◆ WHAT IS EXPECTED: Which lines below contain "given"? Copy every one of them.

◆ Dataset entries:
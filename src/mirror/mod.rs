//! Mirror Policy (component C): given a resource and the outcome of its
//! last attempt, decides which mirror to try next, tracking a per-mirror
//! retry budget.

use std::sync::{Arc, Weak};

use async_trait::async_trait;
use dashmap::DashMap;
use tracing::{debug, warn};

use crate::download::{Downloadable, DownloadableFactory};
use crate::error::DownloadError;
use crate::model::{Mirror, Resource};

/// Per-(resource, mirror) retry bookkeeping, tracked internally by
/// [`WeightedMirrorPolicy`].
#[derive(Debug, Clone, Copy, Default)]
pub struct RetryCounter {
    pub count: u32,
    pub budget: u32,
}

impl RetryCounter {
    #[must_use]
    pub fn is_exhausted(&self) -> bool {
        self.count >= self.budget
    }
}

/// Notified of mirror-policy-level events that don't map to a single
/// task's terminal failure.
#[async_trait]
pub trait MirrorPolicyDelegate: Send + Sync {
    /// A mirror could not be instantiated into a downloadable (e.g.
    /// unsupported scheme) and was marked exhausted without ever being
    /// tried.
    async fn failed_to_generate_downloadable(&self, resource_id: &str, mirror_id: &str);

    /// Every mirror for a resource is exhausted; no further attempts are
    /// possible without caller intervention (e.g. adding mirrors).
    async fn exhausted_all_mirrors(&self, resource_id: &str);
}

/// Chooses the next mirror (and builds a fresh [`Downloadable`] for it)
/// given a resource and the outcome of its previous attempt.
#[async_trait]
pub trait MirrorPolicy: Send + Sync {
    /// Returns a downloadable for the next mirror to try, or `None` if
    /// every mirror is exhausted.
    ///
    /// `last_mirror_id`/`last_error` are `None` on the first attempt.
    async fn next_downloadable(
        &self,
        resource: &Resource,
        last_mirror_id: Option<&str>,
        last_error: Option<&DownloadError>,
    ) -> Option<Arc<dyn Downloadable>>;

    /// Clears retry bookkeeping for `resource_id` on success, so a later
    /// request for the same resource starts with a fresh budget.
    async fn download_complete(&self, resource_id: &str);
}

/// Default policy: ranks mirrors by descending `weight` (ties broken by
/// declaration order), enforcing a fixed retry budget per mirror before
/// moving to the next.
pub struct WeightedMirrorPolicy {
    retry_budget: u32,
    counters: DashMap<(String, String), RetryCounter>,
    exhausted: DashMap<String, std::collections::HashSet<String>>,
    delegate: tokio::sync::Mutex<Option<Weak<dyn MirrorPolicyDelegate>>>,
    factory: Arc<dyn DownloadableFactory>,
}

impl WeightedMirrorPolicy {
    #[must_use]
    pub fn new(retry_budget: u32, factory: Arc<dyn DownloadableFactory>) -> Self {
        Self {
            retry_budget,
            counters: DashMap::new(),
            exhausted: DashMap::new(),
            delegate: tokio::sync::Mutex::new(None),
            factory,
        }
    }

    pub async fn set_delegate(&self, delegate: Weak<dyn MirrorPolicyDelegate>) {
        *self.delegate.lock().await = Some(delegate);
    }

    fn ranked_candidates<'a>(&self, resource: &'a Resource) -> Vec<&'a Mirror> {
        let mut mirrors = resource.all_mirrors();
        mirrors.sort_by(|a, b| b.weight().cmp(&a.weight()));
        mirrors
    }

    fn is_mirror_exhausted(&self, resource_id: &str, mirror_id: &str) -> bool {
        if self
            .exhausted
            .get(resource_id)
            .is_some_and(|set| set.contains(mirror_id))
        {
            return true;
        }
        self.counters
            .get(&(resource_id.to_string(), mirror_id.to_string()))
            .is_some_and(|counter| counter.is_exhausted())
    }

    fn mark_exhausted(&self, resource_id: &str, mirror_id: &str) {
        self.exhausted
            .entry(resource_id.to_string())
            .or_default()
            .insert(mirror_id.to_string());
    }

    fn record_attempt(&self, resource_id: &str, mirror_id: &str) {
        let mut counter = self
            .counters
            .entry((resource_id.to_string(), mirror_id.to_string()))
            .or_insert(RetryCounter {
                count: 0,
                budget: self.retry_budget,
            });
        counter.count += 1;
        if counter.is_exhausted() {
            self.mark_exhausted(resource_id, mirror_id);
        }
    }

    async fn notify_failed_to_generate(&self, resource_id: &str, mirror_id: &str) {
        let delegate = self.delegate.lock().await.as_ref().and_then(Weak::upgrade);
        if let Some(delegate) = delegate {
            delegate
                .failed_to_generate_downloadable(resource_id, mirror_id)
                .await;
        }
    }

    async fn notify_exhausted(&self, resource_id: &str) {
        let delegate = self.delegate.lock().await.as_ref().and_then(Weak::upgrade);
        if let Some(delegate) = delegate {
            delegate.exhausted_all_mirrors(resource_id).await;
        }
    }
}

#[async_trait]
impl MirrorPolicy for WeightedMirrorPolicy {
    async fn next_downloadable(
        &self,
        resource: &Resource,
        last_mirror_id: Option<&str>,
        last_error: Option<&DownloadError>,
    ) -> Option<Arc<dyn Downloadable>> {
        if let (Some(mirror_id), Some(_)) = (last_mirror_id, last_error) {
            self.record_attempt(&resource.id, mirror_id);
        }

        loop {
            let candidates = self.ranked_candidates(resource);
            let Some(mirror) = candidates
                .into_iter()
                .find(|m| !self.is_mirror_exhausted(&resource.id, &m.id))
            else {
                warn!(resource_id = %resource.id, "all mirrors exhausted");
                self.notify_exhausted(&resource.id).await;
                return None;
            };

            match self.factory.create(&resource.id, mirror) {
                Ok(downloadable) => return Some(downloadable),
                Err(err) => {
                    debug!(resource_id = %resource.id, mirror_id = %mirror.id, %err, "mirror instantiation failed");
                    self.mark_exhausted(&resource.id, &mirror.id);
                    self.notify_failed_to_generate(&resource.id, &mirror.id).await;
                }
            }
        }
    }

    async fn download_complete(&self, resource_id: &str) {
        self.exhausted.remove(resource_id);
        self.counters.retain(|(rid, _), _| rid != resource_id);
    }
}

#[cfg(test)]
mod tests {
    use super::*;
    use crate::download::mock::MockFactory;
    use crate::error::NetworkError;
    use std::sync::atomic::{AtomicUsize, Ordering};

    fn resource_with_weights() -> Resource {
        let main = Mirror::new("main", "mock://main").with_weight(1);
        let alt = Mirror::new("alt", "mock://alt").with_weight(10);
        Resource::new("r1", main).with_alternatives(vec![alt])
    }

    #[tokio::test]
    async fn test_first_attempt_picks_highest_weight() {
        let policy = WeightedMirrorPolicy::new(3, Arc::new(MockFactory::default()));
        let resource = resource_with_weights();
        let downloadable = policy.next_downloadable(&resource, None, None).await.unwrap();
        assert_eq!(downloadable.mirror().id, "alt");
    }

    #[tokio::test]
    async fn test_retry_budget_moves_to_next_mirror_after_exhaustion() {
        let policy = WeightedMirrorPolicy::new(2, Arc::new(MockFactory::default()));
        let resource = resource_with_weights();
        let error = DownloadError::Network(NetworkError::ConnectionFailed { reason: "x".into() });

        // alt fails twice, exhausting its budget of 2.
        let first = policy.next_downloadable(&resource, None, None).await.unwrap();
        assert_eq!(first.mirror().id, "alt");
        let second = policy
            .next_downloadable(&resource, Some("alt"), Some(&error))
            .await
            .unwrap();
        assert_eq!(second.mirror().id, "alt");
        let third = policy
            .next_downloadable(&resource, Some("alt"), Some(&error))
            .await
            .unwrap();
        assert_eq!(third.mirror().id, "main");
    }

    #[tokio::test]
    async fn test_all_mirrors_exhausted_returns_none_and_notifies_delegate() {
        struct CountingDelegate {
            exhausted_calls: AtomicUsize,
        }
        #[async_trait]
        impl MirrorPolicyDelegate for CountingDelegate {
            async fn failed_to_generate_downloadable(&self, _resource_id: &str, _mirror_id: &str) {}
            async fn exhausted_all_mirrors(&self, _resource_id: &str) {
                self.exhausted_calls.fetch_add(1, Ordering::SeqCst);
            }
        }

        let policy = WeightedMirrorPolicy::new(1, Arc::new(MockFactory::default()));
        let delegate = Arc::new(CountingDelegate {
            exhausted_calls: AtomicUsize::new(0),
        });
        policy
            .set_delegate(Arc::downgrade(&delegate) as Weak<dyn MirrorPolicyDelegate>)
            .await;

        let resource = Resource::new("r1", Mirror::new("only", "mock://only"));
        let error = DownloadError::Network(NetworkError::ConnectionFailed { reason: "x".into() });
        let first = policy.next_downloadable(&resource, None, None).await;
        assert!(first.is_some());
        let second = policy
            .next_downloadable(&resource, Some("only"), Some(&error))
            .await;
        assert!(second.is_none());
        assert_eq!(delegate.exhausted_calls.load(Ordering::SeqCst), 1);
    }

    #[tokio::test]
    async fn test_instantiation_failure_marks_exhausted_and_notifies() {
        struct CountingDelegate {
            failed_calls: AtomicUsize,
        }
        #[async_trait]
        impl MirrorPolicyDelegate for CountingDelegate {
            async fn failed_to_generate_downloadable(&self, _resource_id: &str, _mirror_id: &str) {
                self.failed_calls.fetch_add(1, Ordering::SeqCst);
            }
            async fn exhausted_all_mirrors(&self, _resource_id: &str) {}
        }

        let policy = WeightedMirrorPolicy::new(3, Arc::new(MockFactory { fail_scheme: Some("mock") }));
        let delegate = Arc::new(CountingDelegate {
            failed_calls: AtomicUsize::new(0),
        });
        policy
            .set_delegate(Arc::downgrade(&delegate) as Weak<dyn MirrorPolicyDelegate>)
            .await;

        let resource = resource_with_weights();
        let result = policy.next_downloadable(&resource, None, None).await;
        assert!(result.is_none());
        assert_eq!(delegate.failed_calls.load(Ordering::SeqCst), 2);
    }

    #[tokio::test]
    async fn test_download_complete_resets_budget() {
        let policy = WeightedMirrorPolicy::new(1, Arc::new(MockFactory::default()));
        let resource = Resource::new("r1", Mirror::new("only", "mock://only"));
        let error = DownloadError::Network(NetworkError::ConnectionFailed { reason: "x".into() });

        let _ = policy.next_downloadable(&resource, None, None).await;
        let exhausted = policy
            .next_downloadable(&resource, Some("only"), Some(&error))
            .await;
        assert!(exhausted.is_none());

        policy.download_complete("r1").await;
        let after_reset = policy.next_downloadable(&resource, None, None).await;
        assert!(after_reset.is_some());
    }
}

◆ TASK OUTPUT:
//! Mirror Policy (component C): given a resource and the outcome of its
/// given a resource and the outcome of its previous attempt.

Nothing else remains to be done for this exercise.